** Task to complete **
Scan the listing for "after" and copy out each line that has it.

━━━━━ Material for this task ━━━━━

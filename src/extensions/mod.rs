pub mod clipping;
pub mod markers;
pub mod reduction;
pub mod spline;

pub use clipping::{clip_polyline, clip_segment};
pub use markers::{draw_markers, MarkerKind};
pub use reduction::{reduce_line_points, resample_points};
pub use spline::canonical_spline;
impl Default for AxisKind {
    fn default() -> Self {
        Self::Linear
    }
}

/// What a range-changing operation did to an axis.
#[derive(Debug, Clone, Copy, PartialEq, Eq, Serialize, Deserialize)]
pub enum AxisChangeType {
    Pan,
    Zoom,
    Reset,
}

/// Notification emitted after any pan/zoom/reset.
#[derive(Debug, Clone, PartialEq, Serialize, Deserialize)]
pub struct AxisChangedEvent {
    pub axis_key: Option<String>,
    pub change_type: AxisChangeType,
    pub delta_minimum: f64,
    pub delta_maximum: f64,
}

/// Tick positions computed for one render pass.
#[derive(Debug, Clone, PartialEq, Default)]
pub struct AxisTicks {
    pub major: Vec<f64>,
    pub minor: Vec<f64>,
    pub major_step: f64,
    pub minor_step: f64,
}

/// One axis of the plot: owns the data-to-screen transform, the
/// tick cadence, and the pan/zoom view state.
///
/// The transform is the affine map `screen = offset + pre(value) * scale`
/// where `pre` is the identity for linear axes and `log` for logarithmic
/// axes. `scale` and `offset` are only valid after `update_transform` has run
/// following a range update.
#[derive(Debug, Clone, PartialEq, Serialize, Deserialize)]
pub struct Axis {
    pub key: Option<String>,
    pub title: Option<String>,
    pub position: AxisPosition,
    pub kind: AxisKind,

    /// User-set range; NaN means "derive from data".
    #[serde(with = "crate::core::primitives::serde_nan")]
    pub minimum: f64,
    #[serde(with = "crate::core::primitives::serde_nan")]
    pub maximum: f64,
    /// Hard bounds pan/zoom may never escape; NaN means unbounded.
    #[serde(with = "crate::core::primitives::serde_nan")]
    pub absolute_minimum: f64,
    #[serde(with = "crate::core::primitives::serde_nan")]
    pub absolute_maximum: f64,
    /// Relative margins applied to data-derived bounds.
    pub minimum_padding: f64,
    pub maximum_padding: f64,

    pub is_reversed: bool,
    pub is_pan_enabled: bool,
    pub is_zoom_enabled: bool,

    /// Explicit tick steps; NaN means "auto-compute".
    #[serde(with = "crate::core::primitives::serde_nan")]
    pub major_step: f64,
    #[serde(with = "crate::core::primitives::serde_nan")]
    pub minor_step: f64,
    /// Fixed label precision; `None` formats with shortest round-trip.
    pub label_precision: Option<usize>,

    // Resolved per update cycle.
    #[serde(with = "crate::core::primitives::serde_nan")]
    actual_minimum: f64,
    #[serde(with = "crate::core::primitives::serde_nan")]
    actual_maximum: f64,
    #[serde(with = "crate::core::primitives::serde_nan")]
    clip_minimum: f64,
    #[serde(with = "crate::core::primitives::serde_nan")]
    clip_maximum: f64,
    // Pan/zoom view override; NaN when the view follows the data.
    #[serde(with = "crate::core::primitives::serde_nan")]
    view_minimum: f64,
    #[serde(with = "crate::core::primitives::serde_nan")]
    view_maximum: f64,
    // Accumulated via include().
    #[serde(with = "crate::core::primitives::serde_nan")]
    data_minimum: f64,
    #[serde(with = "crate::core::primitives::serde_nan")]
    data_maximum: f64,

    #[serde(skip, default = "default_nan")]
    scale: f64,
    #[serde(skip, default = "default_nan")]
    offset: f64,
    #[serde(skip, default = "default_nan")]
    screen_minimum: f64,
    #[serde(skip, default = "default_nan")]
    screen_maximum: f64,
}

━━━━━
━━━━━ Material for this task ━━━━━

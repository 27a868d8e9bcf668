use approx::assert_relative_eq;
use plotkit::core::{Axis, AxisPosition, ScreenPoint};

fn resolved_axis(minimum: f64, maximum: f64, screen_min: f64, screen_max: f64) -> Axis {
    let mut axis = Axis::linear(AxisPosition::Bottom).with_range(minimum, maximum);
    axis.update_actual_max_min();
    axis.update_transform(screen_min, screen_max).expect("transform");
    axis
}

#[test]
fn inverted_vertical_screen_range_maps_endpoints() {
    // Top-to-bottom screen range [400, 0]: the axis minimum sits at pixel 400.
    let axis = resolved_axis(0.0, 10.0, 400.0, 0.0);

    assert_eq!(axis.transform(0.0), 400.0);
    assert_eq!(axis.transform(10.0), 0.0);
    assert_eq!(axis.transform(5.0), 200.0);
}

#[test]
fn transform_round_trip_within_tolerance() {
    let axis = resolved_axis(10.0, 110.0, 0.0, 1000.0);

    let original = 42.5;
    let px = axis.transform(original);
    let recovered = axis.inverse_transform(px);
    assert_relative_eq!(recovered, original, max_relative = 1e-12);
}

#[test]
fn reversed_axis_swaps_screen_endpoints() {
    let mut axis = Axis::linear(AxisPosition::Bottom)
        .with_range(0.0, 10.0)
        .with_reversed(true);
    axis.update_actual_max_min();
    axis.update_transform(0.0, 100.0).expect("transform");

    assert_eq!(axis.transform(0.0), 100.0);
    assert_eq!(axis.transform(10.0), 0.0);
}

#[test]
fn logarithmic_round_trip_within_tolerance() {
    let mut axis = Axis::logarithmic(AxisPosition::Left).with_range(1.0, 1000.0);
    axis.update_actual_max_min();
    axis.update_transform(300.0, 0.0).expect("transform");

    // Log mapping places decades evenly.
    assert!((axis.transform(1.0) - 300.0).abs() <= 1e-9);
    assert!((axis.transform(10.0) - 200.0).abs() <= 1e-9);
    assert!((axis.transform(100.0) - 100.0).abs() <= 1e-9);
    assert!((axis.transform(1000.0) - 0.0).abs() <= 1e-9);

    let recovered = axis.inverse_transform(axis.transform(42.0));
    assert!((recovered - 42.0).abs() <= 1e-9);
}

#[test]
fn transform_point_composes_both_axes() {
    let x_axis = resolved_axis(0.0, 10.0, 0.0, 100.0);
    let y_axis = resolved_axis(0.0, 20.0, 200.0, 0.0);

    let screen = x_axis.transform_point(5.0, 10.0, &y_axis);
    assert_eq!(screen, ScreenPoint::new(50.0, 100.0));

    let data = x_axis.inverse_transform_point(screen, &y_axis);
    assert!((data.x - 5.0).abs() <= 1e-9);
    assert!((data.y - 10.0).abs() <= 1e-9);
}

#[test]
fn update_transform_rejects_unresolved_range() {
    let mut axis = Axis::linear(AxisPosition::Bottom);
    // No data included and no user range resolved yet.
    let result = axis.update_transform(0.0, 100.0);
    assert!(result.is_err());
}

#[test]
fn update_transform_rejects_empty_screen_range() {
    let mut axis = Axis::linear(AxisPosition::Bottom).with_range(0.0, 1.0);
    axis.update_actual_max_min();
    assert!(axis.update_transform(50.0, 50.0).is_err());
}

━━━━━
━━━━━ Material for this task ━━━━━

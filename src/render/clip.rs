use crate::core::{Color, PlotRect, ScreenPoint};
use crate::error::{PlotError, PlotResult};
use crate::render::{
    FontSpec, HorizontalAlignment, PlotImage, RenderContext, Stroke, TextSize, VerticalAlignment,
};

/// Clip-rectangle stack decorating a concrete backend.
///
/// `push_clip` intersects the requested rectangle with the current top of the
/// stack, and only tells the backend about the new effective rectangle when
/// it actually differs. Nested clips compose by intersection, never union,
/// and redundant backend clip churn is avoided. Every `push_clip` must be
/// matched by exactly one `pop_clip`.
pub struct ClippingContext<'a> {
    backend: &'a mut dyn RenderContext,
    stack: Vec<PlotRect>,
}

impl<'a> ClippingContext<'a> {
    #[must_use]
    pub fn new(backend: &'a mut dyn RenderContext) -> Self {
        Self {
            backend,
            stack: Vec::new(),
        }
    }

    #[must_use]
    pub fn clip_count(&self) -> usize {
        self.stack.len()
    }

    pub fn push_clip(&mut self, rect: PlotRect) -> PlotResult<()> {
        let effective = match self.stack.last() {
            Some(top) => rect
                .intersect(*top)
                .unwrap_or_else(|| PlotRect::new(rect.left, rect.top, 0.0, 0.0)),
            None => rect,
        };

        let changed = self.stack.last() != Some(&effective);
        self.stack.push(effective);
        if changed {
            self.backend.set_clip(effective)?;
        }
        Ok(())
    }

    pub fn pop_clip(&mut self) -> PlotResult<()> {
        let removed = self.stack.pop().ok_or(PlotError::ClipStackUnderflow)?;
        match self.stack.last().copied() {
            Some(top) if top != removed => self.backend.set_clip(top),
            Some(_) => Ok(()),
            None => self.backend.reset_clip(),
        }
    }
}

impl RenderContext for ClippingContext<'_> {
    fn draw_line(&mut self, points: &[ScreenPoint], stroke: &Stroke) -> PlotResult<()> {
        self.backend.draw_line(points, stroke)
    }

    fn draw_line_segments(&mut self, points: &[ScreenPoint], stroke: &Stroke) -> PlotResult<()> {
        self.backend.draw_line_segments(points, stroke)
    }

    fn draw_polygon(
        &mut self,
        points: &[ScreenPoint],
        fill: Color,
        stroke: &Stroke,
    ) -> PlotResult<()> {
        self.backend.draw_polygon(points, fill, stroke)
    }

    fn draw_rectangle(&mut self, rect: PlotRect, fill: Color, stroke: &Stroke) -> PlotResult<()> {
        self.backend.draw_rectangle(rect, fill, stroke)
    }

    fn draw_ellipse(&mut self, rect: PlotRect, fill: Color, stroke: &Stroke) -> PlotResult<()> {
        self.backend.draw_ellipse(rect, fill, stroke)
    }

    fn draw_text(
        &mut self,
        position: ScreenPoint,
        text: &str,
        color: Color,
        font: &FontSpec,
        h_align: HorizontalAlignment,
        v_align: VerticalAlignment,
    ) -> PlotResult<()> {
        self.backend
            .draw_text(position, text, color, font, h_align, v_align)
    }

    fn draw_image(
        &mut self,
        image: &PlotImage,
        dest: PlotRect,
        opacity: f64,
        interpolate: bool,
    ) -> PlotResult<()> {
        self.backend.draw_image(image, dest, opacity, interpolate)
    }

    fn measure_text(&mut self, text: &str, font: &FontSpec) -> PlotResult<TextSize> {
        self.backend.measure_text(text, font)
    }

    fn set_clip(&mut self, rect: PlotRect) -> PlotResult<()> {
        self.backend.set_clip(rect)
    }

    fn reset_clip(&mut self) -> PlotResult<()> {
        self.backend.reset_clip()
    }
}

━━━━━

** Task result **
/// Notification emitted after any pan/zoom/reset.
/// axes. `scale` and `offset` are only valid after `update_transform` has run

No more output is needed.